What are these "groups" and "populations" that are referred to in the results (e.g. lines 384, 391, 409)?

We apologize for using these two terms somewhat interchangeably without proper introduction/distinction. We have now made this more clear in at the beginning of the results in the main text, by focusing on the term ‘group’. By ‘group’ we refer to the average of all individuals tested in the same situation. Sample sizes in the figure legends now indicate group/population sizes to make this clearer.

Some of the rationale for the development of the behavioral rigs would have actually been nice to include in the intro, rather than in the results.

This rationale is introduced at the beginning of the last paragraph of the introduction. We hope that this now becomes clear in the revised version of the manuscript.
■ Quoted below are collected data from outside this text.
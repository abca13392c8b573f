//! Kill provider backed by the platform's process-termination command.
//!
//! Uses `taskkill /F /PID <pid>` on Windows and `/bin/kill -9 <pid>`
//! elsewhere. Termination is forceful only; graceful-shutdown escalation is
//! left to the operator.

use tokio::process::Command;
use tracing::{debug, warn};

use crate::error::{Error, Result};
use crate::ports::KillProvider;

/// Kill provider invoking the OS termination primitive.
pub struct SystemKill;

impl SystemKill {
    /// Create a new system kill provider.
    pub fn new() -> Self {
        Self
    }
}

impl Default for SystemKill {
    fn default() -> Self {
        Self::new()
    }
}

impl KillProvider for SystemKill {
    async fn kill(&self, pid: u32) -> Result<()> {
        debug!(pid, "sending forceful termination request");

        #[cfg(windows)]
        let output = Command::new("taskkill")
            .args(["/F", "/PID"])
            .arg(pid.to_string())
            .output()
            .await
            .map_err(|e| Error::CommandFailed(format!("failed to run taskkill: {}", e)))?;

        #[cfg(not(windows))]
        let output = Command::new("/bin/kill")
            .arg("-9")
            .arg(pid.to_string())
            .output()
            .await
            .map_err(|e| Error::CommandFailed(format!("failed to run kill: {}", e)))?;

        if output.status.success() {
            debug!(pid, "termination request delivered");
            return Ok(());
        }

        let stderr = String::from_utf8_lossy(&output.stderr);

        if stderr.contains("No such process") || stderr.contains("not found") {
            debug!(pid, "process not found");
            return Err(Error::CommandFailed(format!("process {} not found", pid)));
        }

        if stderr.contains("Operation not permitted")
            || stderr.contains("Permission denied")
            || stderr.contains("Access is denied")
        {
            warn!(pid, "permission denied killing process");
            return Err(Error::PermissionDenied(format!(
                "cannot terminate process {}",
                pid
            )));
        }

        Err(Error::CommandFailed(format!(
            "kill {} failed: {}",
            pid,
            stderr.trim()
        )))
    }

    /// Probe liveness with signal 0 on Unix; `tasklist` on Windows.
    fn is_running(&self, pid: u32) -> bool {
        #[cfg(unix)]
        {
            nix::sys::signal::kill(nix::unistd::Pid::from_raw(pid as i32), None).is_ok()
        }
        #[cfg(windows)]
        {
            let filter = format!("PID eq {}", pid);
            match std::process::Command::new("tasklist")
                .args(["/FI", &filter, "/NH"])
                .output()
            {
                Ok(output) => String::from_utf8_lossy(&output.stdout).contains(&pid.to_string()),
                Err(_) => false,
            }
        }
        #[cfg(not(any(unix, windows)))]
        {
            let _ = pid;
            false
        }
    }
}
//! Plain-text table rendering of record sets.

use portmon_core::ConnectionRecord;

pub fn print_records(records: &[ConnectionRecord]) {
    println!(
        "{:<6} {:<28} {:<7} {:<13} {:<8} PROCESS",
        "PROTO", "LOCAL ADDRESS", "PORT", "STATE", "PID"
    );
    println!("{}", "-".repeat(80));

    for record in records {
        let state = record
            .state
            .as_ref()
            .map(ToString::to_string)
            .unwrap_or_else(|| "-".to_string());
        let owner = record.owner.as_deref().unwrap_or("-");
        let process = record.process_name.as_deref().unwrap_or("-");

        println!(
            "{:<6} {:<28} {:<7} {:<13} {:<8} {}",
            record.protocol.to_string(),
            truncate(&record.local_address, 28),
            record.local_port,
            truncate(&state, 13),
            owner,
            truncate(process, 24)
        );
    }
}

fn truncate(s: &str, max: usize) -> String {
    if s.len() <= max {
        s.to_string()
    } else {
        format!("{}…", &s[..max - 1])
    }
}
Reviewer #3 (Recommendations For The Authors):

This manuscript would do well to take advantage of eLife's flexible word limit. I sense that it has been written in brevity for a different journal but I would urge the authors to revisit this and unpack the language here - in the text, in the figure legends, in references to the figures within the text. The way it's currently written, though not misleading, will only speak to the super-specialist or the super-invested :). But the findings are nice, and it would be nice to tailor it to a broader audience.

We appreciate this suggestion. Initially, we were hoping that we had described our results as clearly and brief as possible. We apologize if that was not always the case. The comments and requests of all three reviewers now led to a series of additions to both main text and methods, leading to a significantly expanded manuscript. We hope that these additons are helpful for the general, non-expert audience.